Par le Pr JACQUES CLEMENTY*
LA CARDIOLOGIE se prête particulièrement à l’utilisation de la télémédecine dans ses différentes applications – téléconsultation, téléassistance, télésuivi, téléexpertise, téléimagerie. Cela en raison de l’accroissement de certaines affections cardio-vasculaires dont la prise en charge peut être facilitée par des appareils télécommuniquants, mais aussi de la stagflation du nombre de cardiologues dont, par ailleurs, la répartition territoriale est très hétérogène et dont la charge de travail s’accroît régulièrement avec la mise en œuvre de techniques de plus en plus sophistiquées et de plus en plus chronophages.
La télésurveillance est un des champs d’applications majeurs de la télécardiologie.
Des stimulateurs et des défibrillateurs implantés, télécommuniquants existent depuis dix ans, leur fiabilité est démontrée. Le télésuivi évite le déplacement des patients. Il permet une détection précoce des anomalies techniques et rythmiques et leur prise en charge rapide. Le temps médical consacré à la surveillance de ces appareils est réduit au prix d’une organisation relativement simple. Certains appareils de télésuivi sont déjà remboursés par l’assurance-maladie. Pour le constructeur, la matériovigilance est affinée. Pour l’assurance-maladie, le coût des transports médicalisés est significativement réduit.
Les patients dépendants, âgés, accueillis en institution.
Les chutes, les malaises, l’hypertension artérielle mal contrôlée, les douleurs thoraciques sont des doléances très fréquentes chez les sujets âgés institutionnalisés. Leur prise en charge est compliquée de par les difficultés à déplacer ces patients, souvent handicapés ou déments.

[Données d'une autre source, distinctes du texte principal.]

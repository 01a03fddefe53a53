//! Fixed-capacity lock-free LIFO pool.
//!
//! Allocator pools hand back the most recently freed object first, which
//! keeps its cache lines warm. `push` rejects when the pool is full and
//! returns the value to the caller, who must dispose of it (usually: let it
//! fall back to the heap).
//!
//! # Synchronization
//!
//! The stack top is an atomic index into a slot array. A slot is handed
//! over between a pusher and a popper through a per-slot `full` flag:
//!
//! - `push`: CAS `top` from `t` to `t + 1` reserves slot `t` for writing.
//!   The writer waits for `full == false` (a popper may still be draining a
//!   previous value), writes, then publishes with `full = true` (Release).
//! - `pop`: CAS `top` from `t` to `t - 1` reserves slot `t - 1` for
//!   reading. The reader waits for `full == true` (a pusher may still be
//!   writing), takes the value (Acquire pairs with the pusher's Release),
//!   then clears `full`.
//!
//! Slot ownership is decided solely by the CAS on `top`, so two poppers or
//! two pushers never touch the same slot concurrently. Indices are not
//! pointers, so there is no ABA hazard. The short spin on `full` only
//! occurs when a reservation races the handoff of the same slot.

use std::cell::UnsafeCell;
use std::mem::MaybeUninit;
use std::sync::atomic::{AtomicBool, AtomicUsize, Ordering};

struct Slot<T> {
    full: AtomicBool,
    value: UnsafeCell<MaybeUninit<T>>,
}

/// Bounded lock-free LIFO of owned values.
pub struct Ulifo<T> {
    slots: Box<[Slot<T>]>,
    top: AtomicUsize,
}

// Values are moved in and out whole; the slot protocol above guarantees a
// slot is accessed by at most one thread at a time.
unsafe impl<T: Send> Send for Ulifo<T> {}
unsafe impl<T: Send> Sync for Ulifo<T> {}

impl<T> Ulifo<T> {
    /// Creates a pool holding at most `depth` elements. A zero depth is
    /// valid: every `push` is then rejected.
    pub fn new(depth: usize) -> Self {
        let slots = (0..depth)
            .map(|_| Slot {
                full: AtomicBool::new(false),
                value: UnsafeCell::new(MaybeUninit::uninit()),
            })
            .collect();
        Self {
            slots,
            top: AtomicUsize::new(0),
        }
    }

    /// Maximum number of elements the pool can hold.
    pub fn depth(&self) -> usize {
        self.slots.len()
    }

    /// Stores `value`, or hands it back when the pool is full.
    pub fn push(&self, value: T) -> std::result::Result<(), T> {
        loop {
            let t = self.top.load(Ordering::Acquire);
            if t == self.slots.len() {
                return Err(value);
            }
            if self
                .top
                .compare_exchange_weak(t, t + 1, Ordering::AcqRel, Ordering::Acquire)
                .is_ok()
            {
                let slot = &self.slots[t];
                while slot.full.load(Ordering::Acquire) {
                    std::hint::spin_loop();
                }
                unsafe { (*slot.value.get()).write(value) };
                slot.full.store(true, Ordering::Release);
                return Ok(());
            }
        }
    }

    /// Takes the most recently pushed element, if any.
    pub fn pop(&self) -> Option<T> {
        loop {
            let t = self.top.load(Ordering::Acquire);
            if t == 0 {
                return None;
            }
            if self
                .top
                .compare_exchange_weak(t, t - 1, Ordering::AcqRel, Ordering::Acquire)
                .is_ok()
            {
                let slot = &self.slots[t - 1];
                while !slot.full.load(Ordering::Acquire) {
                    std::hint::spin_loop();
                }
                let value = unsafe { (*slot.value.get()).assume_init_read() };
                slot.full.store(false, Ordering::Release);
                return Some(value);
            }
        }
    }

    /// Drains every pooled element, dropping them. Intended for shutdown
    /// and leak-checking.
    pub fn vacuum(&self) {
        while self.pop().is_some() {}
    }
}

impl<T> Drop for Ulifo<T> {
    fn drop(&mut self) {
        self.vacuum();
    }
}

La téléconsultation permet aujourd’hui de réaliser des auscultations, des lectures d’électrocardiogrammes, des surveillances tensionnelles à distance, sans avoir à déplacer les patients. Cela permet de séparer ceux qui peuvent être directement traités par le médecin responsable de la maison de santé, de ceux qu’il faut obligatoirement hospitaliser ou qui justifient d’un contrôle cardiologique face à face.
Les cas d’insuffisances cardiaques sont en augmentation rapide.
Les patients atteints d’insuffisance cardiaque doivent être éduqués et surveillés pour éviter les épisodes de décompensations qui sont à l’origine d’hospitalisations coûteuses.
Grâce aux appareils télécommuniquants (tensiomètre, ECG, oxymètre, pèse-personne, etc.), la télémédecine permet un suivi régulier en collaboration avec les acteurs paramédicaux, le personnel d’aide à domicile et même les pharmaciens qui pourraient être ainsi impliqués dans le suivi des patients en insuffisance cardiaque.
L’imagerie médicale dans les structures isolées.
Qui n’a pas été confronté au besoin d’un avis plus spécialisé sur la conduite à tenir devant, par exemple, des atteintes coronaires plus ou moins complexes ? La téléassistance, la télé-expertise et la téléimagerie permettent de transmettre les images à un centre expert et discuter les indications de revascularisation avec les médecins et les chirurgiens de ce centre, cela sans déplacement du médecin, afin de prendre des décisions parfaitement adaptées aux besoins du patient.
La téléassistance.
Elle permet aux services qui accueillent des urgences d’aider les structures de terrain (médecins généralistes, pompiers) pour des conduites thérapeutiques adaptées (fibrinolyse, traitement antiarythmique) avant l’hospitalisation du patient.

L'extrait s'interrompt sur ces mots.